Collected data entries
┌──

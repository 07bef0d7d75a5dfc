// Copyright 2024 FastLabs Developers
//
// Licensed under the Apache License, Version 2.0 (the "License");
// you may not use this file except in compliance with the License.
// You may obtain a copy of the License at
//
//     http://www.apache.org/licenses/LICENSE-2.0
//
// Unless required by applicable law or agreed to in writing, software
// distributed under the License is distributed on an "AS IS" BASIS,
// WITHOUT WARRANTIES OR CONDITIONS OF ANY KIND, either express or implied.
// See the License for the specific language governing permissions and
// limitations under the License.

use std::io::Read;
use std::io::Write;
use std::net::TcpStream;
use std::sync::Mutex;
use std::time::Duration;

use prost::Message;

use crate::Error;
use crate::ErrorKind;
use crate::config::DEFAULT_TIMEOUT;
use crate::event::MonitoringEvent;
use crate::proto;
use crate::transport::Acknowledgement;
use crate::transport::Transport;
use crate::transport::encode;
use crate::transport::endpoint;
use crate::transport::lock;
use crate::transport::not_connected;
use crate::transport::resolve;

// acknowledgements are a few bytes; anything larger means the stream is out of sync
const MAX_RESPONSE_LEN: usize = 16 * 1024 * 1024;

/// A transport that keeps one TCP connection open and waits for every acknowledgement.
///
/// Messages are framed with a 4-byte big-endian length prefix, in both directions.
#[derive(Debug)]
pub struct TcpTransport {
    host: String,
    port: u16,
    timeout: Duration,
    stream: Mutex<Option<TcpStream>>,
}

impl TcpTransport {
    /// Create a transport to `host:port`. Nothing is opened until [`Transport::connect`].
    pub fn new(host: impl Into<String>, port: u16) -> Self {
        TcpTransport {
            host: host.into(),
            port,
            timeout: DEFAULT_TIMEOUT,
            stream: Mutex::new(None),
        }
    }

    /// Set the connect, read and write timeout.
    ///
    /// Default to 5 seconds.
    pub fn with_timeout(mut self, timeout: Duration) -> Self {
        self.timeout = timeout;
        self
    }

    fn open(&self) -> Result<TcpStream, Error> {
        let mut last_err = None;
        for addr in resolve(&self.host, self.port)? {
            match TcpStream::connect_timeout(&addr, self.timeout) {
                Ok(stream) => {
                    stream
                        .set_read_timeout(Some(self.timeout))
                        .map_err(Error::from_io_error)?;
                    stream
                        .set_write_timeout(Some(self.timeout))
                        .map_err(Error::from_io_error)?;
                    stream.set_nodelay(true).map_err(Error::from_io_error)?;
                    return Ok(stream);
                }
                Err(err) => last_err = Some(err),
            }
        }

        let mut err = Error::new(ErrorKind::Transport, "failed to connect to collector")
            .with_context("transport", "tcp")
            .with_context("endpoint", endpoint(&self.host, self.port));
        if let Some(source) = last_err {
            err = err.with_source(source);
        }
        Err(err)
    }
}

impl Transport for TcpTransport {
    fn connect(&self) -> Result<(), Error> {
        let stream = self.open()?;
        *lock(&self.stream) = Some(stream);
        Ok(())
    }

    fn send(&self, event: &MonitoringEvent) -> Result<Acknowledgement, Error> {
        let mut guard = lock(&self.stream);
        let Some(stream) = guard.as_mut() else {
            return Err(not_connected(&self.host, self.port));
        };

        match exchange(stream, &encode(event)) {
            Ok(ack) => Ok(ack),
            Err(err) => {
                // the framing may be out of sync now; only a reconnect can recover
                *guard = None;
                Err(err.with_context("endpoint", endpoint(&self.host, self.port)))
            }
        }
    }

    fn close(&self) {
        if let Some(stream) = lock(&self.stream).take() {
            let _ = stream.shutdown(std::net::Shutdown::Both);
        }
    }
}

fn exchange(stream: &mut TcpStream, payload: &[u8]) -> Result<Acknowledgement, Error> {
    let len = u32::try_from(payload.len()).map_err(|_| {
        Error::new(ErrorKind::Protocol, "message too large for a tcp frame")
            .with_context("len", payload.len())
    })?;

    let mut frame = Vec::with_capacity(4 + payload.len());
    frame.extend_from_slice(&len.to_be_bytes());
    frame.extend_from_slice(payload);
    stream.write_all(&frame).map_err(Error::from_io_error)?;
    stream.flush().map_err(Error::from_io_error)?;

    let mut header = [0u8; 4];
    stream.read_exact(&mut header).map_err(Error::from_io_error)?;
    let len = u32::from_be_bytes(header) as usize;
    if len > MAX_RESPONSE_LEN {
        return Err(
            Error::new(ErrorKind::Protocol, "acknowledgement frame too large")
                .with_context("len", len),
        );
    }

    let mut body = vec![0u8; len];
    stream.read_exact(&mut body).map_err(Error::from_io_error)?;
    let msg = proto::Msg::decode(body.as_slice()).map_err(Error::from_decode_error)?;
    Ok(acknowledgement(msg))
}

fn acknowledgement(msg: proto::Msg) -> Acknowledgement {
    if msg.ok == Some(true) {
        Acknowledgement::Accepted
    } else {
        Acknowledgement::Rejected(
            msg.error
                .unwrap_or_else(|| "collector did not acknowledge the event".to_string()),
        )
    }
}

#[cfg(test)]
mod tests {
    use std::net::TcpListener;

    use super::*;

    fn serve_once(reply: proto::Msg) -> (u16, std::thread::JoinHandle<proto::Msg>) {
        let listener = TcpListener::bind("127.0.0.1:0").unwrap();
        let port = listener.local_addr().unwrap().port();
        let handle = std::thread::spawn(move || {
            let (mut stream, _) = listener.accept().unwrap();
            let mut header = [0u8; 4];
            stream.read_exact(&mut header).unwrap();
            let mut body = vec![0u8; u32::from_be_bytes(header) as usize];
            stream.read_exact(&mut body).unwrap();
            let received = proto::Msg::decode(body.as_slice()).unwrap();

            let reply = reply.encode_to_vec();
            stream
                .write_all(&(reply.len() as u32).to_be_bytes())
                .unwrap();
            stream.write_all(&reply).unwrap();
            received
        });
        (port, handle)
    }

    #[test]
    fn test_send_accepted() {
        let (port, server) = serve_once(proto::Msg {
            ok: Some(true),
            ..Default::default()
        });
        let transport = TcpTransport::new("127.0.0.1", port);
        transport.connect().unwrap();

        let ack = transport.send(&MonitoringEvent::default()).unwrap();
        assert_eq!(ack, Acknowledgement::Accepted);

        let received = server.join().unwrap();
        assert_eq!(received.events.len(), 1);
        transport.close();
        transport.close();
    }

    #[test]
    fn test_send_rejected() {
        let (port, server) = serve_once(proto::Msg {
            ok: Some(false),
            error: Some("index full".to_string()),
            ..Default::default()
        });
        let transport = TcpTransport::new("127.0.0.1", port);
        transport.connect().unwrap();

        let ack = transport.send(&MonitoringEvent::default()).unwrap();
        assert_eq!(ack, Acknowledgement::Rejected("index full".to_string()));
        server.join().unwrap();
    }

    #[test]
    fn test_send_before_connect() {
        let transport = TcpTransport::new("127.0.0.1", 5555);
        let err = transport.send(&MonitoringEvent::default()).unwrap_err();
        assert_eq!(err.message(), "transport is not connected");
    }

    #[test]
    fn test_connect_refused() {
        // grab a free port, then release it so nothing listens there
        let port = {
            let listener = TcpListener::bind("127.0.0.1:0").unwrap();
            listener.local_addr().unwrap().port()
        };
        let transport =
            TcpTransport::new("127.0.0.1", port).with_timeout(Duration::from_millis(500));
        let err = transport.connect().unwrap_err();
        assert_eq!(err.message(), "failed to connect to collector");
    }

    #[test]
    fn test_missing_ok_is_rejection() {
        let ack = acknowledgement(proto::Msg::default());
        assert_eq!(
            ack,
            Acknowledgement::Rejected("collector did not acknowledge the event".to_string())
        );
    }
}
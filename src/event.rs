// Copyright 2024 FastLabs Developers
//
// Licensed under the Apache License, Version 2.0 (the "License");
// you may not use this file except in compliance with the License.
// You may obtain a copy of the License at
//
//     http://www.apache.org/licenses/LICENSE-2.0
//
// Unless required by applicable law or agreed to in writing, software
// distributed under the License is distributed on an "AS IS" BASIS,
// WITHOUT WARRANTIES OR CONDITIONS OF ANY KIND, either express or implied.
// See the License for the specific language governing permissions and
// limitations under the License.

//! Translation of log records into Riemann monitoring events.

use std::collections::BTreeMap;
use std::collections::BTreeSet;

use crate::config::RiemannConfig;
use crate::proto;
use crate::record::ErrorInfo;
use crate::record::Level;
use crate::record::LogRecord;

/// Namespace for every log-derived attribute and tag, keeping them clear of Riemann's own keys.
pub const LOG_NAMESPACE: &str = "log/";

/// A monitoring event, built for one send and discarded afterwards.
#[derive(Clone, Debug, Default, PartialEq, Eq)]
pub struct MonitoringEvent {
    host: String,
    service: String,
    time: i64,
    description: String,
    tags: BTreeSet<String>,
    attributes: BTreeMap<String, String>,
}

impl MonitoringEvent {
    /// The reporting host.
    pub fn host(&self) -> &str {
        &self.host
    }

    /// The service name.
    pub fn service(&self) -> &str {
        &self.service
    }

    /// Seconds since the Unix epoch.
    pub fn time(&self) -> i64 {
        self.time
    }

    /// The human-readable description.
    pub fn description(&self) -> &str {
        &self.description
    }

    /// The event tags.
    pub fn tags(&self) -> &BTreeSet<String> {
        &self.tags
    }

    /// The event attributes.
    pub fn attributes(&self) -> &BTreeMap<String, String> {
        &self.attributes
    }

    /// Look up one attribute.
    pub fn attribute(&self, key: &str) -> Option<&str> {
        self.attributes.get(key).map(String::as_str)
    }

    fn set_attribute(&mut self, key: impl Into<String>, value: impl Into<String>) {
        self.attributes.insert(key.into(), value.into());
    }

    fn copy_attributes<'a, I>(&mut self, source: I)
    where
        I: IntoIterator<Item = (&'a String, &'a String)>,
    {
        for (key, value) in source {
            self.set_attribute(format!("{LOG_NAMESPACE}{key}"), value.as_str());
        }
    }

    /// Convert into the wire representation.
    pub fn to_proto(&self) -> proto::Event {
        proto::Event {
            time: Some(self.time),
            service: Some(self.service.clone()),
            host: Some(self.host.clone()),
            description: Some(self.description.clone()),
            tags: self.tags.iter().cloned().collect(),
            attributes: self
                .attributes
                .iter()
                .map(|(key, value)| proto::Attribute {
                    key: key.clone(),
                    value: Some(value.clone()),
                })
                .collect(),
            ..Default::default()
        }
    }
}

/// Translate a log record into a monitoring event.
///
/// Reads the configuration, never mutates it.
pub fn translate(record: &LogRecord, config: &RiemannConfig) -> MonitoringEvent {
    let mut event = MonitoringEvent {
        host: config.host_name().to_string(),
        service: config.service_name().to_string(),
        // timestamps are in millis, `time` is in seconds
        time: record.timestamp_millis() / 1000,
        description: record.message().to_string(),
        tags: BTreeSet::new(),
        attributes: BTreeMap::new(),
    };

    event.set_attribute("log/level", record.level().as_str());
    event.set_attribute("log/logger", record.logger());
    event.set_attribute("log/thread", record.thread());
    event.set_attribute("log/message", record.message());
    event.set_attribute("service", config.service_name());

    if let Some(error) = record.error() {
        add_error_attributes(&mut event, record.level(), error);
    }

    if let Some(marker) = record.marker() {
        event.tags.insert(format!("{LOG_NAMESPACE}{marker}"));
    }

    // custom attributes go last so the copy order decides collisions
    event.copy_attributes(record.context().iter().map(|(k, v)| (k, v)));
    event.copy_attributes(config.custom_attributes());

    event
}

fn add_error_attributes(event: &mut MonitoringEvent, level: Level, error: &ErrorInfo) {
    let mut trace = String::with_capacity(error.message().len() + 1);
    trace.push_str(error.message());
    trace.push('\n');
    for frame in error.frames() {
        trace.push('\t');
        trace.push_str(frame);
        trace.push('\n');
    }

    if let Some(cause) = error.cause() {
        event.set_attribute("log/cause", cause.message());
    }
    event.set_attribute("log/stacktrace", trace);

    match level {
        Level::Error => event.set_attribute("state", "error"),
        Level::Warn => event.set_attribute("state", "warning"),
        _ => {}
    }
}

#[cfg(test)]
mod tests {
    use rand::Rng;

    use super::*;

    fn config() -> RiemannConfig {
        RiemannConfig::builder()
            .service_name("checkout")
            .host_name("web-1")
            .build()
            .unwrap()
    }

    fn record(level: Level) -> LogRecord {
        LogRecord::builder()
            .level(level)
            .message("payment declined")
            .logger("checkout::payments")
            .thread("worker-3")
            .timestamp_millis(1_700_000_000_123)
            .build()
    }

    #[test]
    fn test_base_fields_and_standard_attributes() {
        let event = translate(&record(Level::Error), &config());

        assert_eq!(event.host(), "web-1");
        assert_eq!(event.service(), "checkout");
        assert_eq!(event.time(), 1_700_000_000);
        assert_eq!(event.description(), "payment declined");
        assert!(event.tags().is_empty());

        let attributes: Vec<_> = event
            .attributes()
            .iter()
            .map(|(k, v)| format!("{k}={v}"))
            .collect();
        insta::assert_snapshot!(
            attributes.join(", "),
            @"log/level=ERROR, log/logger=checkout::payments, log/message=payment declined, log/thread=worker-3, service=checkout"
        );
    }

    #[test]
    fn test_time_truncates_toward_zero() {
        let config = config();
        let at = |millis| {
            let record = LogRecord::builder().timestamp_millis(millis).build();
            translate(&record, &config).time()
        };
        assert_eq!(at(1500), 1);
        assert_eq!(at(1999), 1);
        assert_eq!(at(999), 0);
        assert_eq!(at(-1500), -1);

        let mut rng = rand::rng();
        for _ in 0..100 {
            let millis = rng.random_range(0..i64::MAX / 2);
            let time = at(millis);
            assert!(time * 1000 <= millis && millis < (time + 1) * 1000);
        }
    }

    #[test]
    fn test_error_attributes() {
        let error = ErrorInfo::new("timeout talking to bank")
            .with_frames(["payments::charge", "payments::retry"])
            .with_cause(ErrorInfo::new("connection reset"));
        let record = record(Level::Error).to_builder().error(error).build();
        let event = translate(&record, &config());

        assert_eq!(event.attribute("log/cause"), Some("connection reset"));
        assert_eq!(
            event.attribute("log/stacktrace"),
            Some("timeout talking to bank\n\tpayments::charge\n\tpayments::retry\n")
        );
        assert_eq!(event.attribute("state"), Some("error"));
    }

    #[test]
    fn test_error_without_cause_omits_cause() {
        let record = record(Level::Warn)
            .to_builder()
            .error(ErrorInfo::new("disk almost full"))
            .build();
        let event = translate(&record, &config());

        assert_eq!(event.attribute("log/cause"), None);
        assert_eq!(event.attribute("log/stacktrace"), Some("disk almost full\n"));
        assert_eq!(event.attribute("state"), Some("warning"));
    }

    #[test]
    fn test_state_only_for_warn_and_error() {
        for level in [Level::Info, Level::Debug, Level::Trace] {
            let record = record(level)
                .to_builder()
                .error(ErrorInfo::new("ignored"))
                .build();
            let event = translate(&record, &config());
            assert_eq!(event.attribute("state"), None, "level {level}");
            assert!(event.attribute("log/stacktrace").is_some());
        }

        // no error attached, no state either
        let event = translate(&record(Level::Error), &config());
        assert_eq!(event.attribute("state"), None);
    }

    #[test]
    fn test_marker_becomes_tag() {
        let record = record(Level::Error).to_builder().marker("audit").build();
        let event = translate(&record, &config());
        assert_eq!(
            event.tags().iter().collect::<Vec<_>>(),
            vec!["log/audit"]
        );
    }

    #[test]
    fn test_context_is_namespaced() {
        let record = record(Level::Error)
            .to_builder()
            .context("user", "alice")
            .build();
        let event = translate(&record, &config());
        assert_eq!(event.attribute("log/user"), Some("alice"));
        assert_eq!(event.attribute("user"), None);
    }

    #[test]
    fn test_copy_order_between_context_and_custom_attributes() {
        let config = RiemannConfig::builder()
            .host_name("web-1")
            .custom_attributes("env:prod,team:payments")
            .build()
            .unwrap();
        let record = record(Level::Error)
            .to_builder()
            .context("env", "staging")
            .context("service", "spoofed")
            .build();
        let event = translate(&record, &config);

        assert_eq!(event.attribute("log/env"), Some("prod"));
        assert_eq!(event.attribute("log/team"), Some("payments"));
        assert_eq!(event.attribute("log/service"), Some("spoofed"));
        assert_eq!(event.attribute("service"), Some("*no-service-name*"));
    }

    #[test]
    fn test_to_proto() {
        let record = record(Level::Error).to_builder().marker("audit").build();
        let event = translate(&record, &config()).to_proto();

        assert_eq!(event.host.as_deref(), Some("web-1"));
        assert_eq!(event.service.as_deref(), Some("checkout"));
        assert_eq!(event.time, Some(1_700_000_000));
        assert_eq!(event.description.as_deref(), Some("payment declined"));
        assert_eq!(event.tags, vec!["log/audit".to_string()]);
        assert_eq!(event.attributes.len(), 5);
        assert!(event.state.is_none());
    }
}
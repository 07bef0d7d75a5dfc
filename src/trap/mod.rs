// Copyright 2024 FastLabs Developers
//
// Licensed under the Apache License, Version 2.0 (the "License");
// you may not use this file except in compliance with the License.
// You may obtain a copy of the License at
//
//     http://www.apache.org/licenses/LICENSE-2.0
//
// Unless required by applicable law or agreed to in writing, software
// distributed under the License is distributed on an "AS IS" BASIS,
// WITHOUT WARRANTIES OR CONDITIONS OF ANY KIND, either express or implied.
// See the License for the specific language governing permissions and
// limitations under the License.

//! Local diagnostics for the appender itself.
//!
//! Traps receive what the appender needs to tell the operator: connection confirmations and
//! forwarding failures. They must never route back into the logging pipeline, otherwise a broken
//! collector would feed its own failures back into the forwarder.

use std::fmt;

use crate::Error;

mod default;

pub use self::default::DefaultTrap;

/// A sink for the appender's own diagnostics.
pub trait Trap: fmt::Debug + Send + Sync + 'static {
    /// Report an error that was absorbed instead of propagated.
    fn trap(&self, err: &Error);

    /// Report an informational notice, such as a successful connection.
    fn notice(&self, message: &str);
}

impl<T: Trap> From<T> for Box<dyn Trap> {
    fn from(value: T) -> Self {
        Box::new(value)
    }
}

└──

• [Directions for this task]:
Bring together all lines in the records where the word "guard" is found.

• [Your solution]:
        let mut guard = lock(&self.stream);
        let Some(stream) = guard.as_mut() else {
                *guard = None;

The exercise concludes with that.